[Stored data]
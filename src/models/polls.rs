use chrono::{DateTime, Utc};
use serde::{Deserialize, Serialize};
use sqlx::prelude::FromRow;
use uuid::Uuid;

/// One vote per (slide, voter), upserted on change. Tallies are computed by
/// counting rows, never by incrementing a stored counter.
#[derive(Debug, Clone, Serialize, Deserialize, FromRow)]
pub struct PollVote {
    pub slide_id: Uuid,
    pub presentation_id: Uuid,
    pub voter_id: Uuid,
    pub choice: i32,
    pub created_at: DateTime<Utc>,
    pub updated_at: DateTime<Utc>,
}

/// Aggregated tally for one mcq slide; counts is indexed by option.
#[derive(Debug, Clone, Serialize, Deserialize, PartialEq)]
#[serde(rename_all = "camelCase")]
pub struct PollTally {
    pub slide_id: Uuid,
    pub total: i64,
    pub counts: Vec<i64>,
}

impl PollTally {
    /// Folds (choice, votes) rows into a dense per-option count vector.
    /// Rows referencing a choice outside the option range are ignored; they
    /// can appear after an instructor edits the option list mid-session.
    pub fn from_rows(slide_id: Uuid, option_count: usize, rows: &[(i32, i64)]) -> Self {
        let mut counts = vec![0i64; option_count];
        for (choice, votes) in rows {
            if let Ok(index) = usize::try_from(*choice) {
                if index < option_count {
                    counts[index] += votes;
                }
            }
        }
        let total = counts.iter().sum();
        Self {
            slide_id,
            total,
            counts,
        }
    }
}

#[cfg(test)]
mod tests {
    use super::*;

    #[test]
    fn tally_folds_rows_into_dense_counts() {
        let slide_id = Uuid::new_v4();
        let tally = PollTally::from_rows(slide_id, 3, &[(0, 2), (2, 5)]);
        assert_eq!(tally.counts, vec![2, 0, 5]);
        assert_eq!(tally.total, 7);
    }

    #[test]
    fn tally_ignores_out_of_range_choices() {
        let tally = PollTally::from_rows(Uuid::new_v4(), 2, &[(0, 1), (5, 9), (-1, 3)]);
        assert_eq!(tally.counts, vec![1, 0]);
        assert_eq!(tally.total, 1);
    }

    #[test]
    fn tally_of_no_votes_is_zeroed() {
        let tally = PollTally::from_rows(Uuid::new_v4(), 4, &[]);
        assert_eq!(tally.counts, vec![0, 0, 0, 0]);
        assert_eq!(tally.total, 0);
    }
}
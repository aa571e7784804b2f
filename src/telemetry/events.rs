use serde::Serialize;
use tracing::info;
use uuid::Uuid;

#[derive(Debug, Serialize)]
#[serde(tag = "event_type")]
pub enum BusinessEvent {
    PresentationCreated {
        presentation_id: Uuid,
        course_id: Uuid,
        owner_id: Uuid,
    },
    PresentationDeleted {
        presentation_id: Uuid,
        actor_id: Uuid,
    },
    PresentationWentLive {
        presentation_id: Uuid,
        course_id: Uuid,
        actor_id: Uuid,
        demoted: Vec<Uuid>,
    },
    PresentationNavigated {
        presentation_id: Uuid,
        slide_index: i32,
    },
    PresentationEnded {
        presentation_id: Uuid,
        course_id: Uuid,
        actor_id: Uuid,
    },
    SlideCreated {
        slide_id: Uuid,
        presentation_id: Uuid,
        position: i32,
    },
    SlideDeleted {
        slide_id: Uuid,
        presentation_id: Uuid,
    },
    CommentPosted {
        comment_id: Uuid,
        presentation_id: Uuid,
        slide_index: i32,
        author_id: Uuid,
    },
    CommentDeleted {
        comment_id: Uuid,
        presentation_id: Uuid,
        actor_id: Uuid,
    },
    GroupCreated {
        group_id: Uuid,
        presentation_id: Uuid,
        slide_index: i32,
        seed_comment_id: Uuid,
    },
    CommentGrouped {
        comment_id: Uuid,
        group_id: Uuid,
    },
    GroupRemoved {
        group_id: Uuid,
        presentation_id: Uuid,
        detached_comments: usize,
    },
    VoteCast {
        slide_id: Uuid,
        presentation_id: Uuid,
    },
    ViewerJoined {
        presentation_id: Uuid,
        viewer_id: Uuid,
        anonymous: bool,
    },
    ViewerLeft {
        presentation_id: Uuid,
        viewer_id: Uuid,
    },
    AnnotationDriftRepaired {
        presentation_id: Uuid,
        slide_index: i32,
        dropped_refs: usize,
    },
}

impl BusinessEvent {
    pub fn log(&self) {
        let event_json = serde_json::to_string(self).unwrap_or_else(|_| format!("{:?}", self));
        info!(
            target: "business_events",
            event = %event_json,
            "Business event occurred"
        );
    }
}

==

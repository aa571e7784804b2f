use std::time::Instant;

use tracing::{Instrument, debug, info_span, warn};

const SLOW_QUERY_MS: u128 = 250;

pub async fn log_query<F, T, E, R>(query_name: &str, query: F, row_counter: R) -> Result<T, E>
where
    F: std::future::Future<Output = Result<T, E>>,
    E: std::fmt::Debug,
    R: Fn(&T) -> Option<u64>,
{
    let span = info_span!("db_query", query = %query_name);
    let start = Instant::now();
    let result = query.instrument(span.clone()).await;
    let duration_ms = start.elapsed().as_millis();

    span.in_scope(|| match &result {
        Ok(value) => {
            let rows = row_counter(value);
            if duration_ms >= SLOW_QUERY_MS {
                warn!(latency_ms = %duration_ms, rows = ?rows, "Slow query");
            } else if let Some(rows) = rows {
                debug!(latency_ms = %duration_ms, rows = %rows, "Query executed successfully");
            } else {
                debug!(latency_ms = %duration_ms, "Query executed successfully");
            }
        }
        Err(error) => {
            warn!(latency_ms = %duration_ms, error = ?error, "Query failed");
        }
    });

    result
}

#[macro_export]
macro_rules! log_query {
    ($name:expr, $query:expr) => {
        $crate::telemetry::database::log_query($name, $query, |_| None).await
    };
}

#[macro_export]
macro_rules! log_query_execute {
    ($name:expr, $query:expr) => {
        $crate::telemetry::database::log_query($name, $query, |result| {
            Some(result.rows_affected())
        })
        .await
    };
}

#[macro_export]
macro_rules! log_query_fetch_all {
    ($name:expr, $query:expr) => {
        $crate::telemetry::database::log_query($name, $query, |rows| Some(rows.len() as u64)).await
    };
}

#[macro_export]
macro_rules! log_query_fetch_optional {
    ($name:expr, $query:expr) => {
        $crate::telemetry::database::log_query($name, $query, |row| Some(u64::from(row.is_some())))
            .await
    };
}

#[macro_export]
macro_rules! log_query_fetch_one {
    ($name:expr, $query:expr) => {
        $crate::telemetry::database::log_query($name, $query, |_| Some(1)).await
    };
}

▶ Exercise description:
Only a number is wanted here: the count of lines in the data that include the word "Some".

▶ Output of the exercise:
5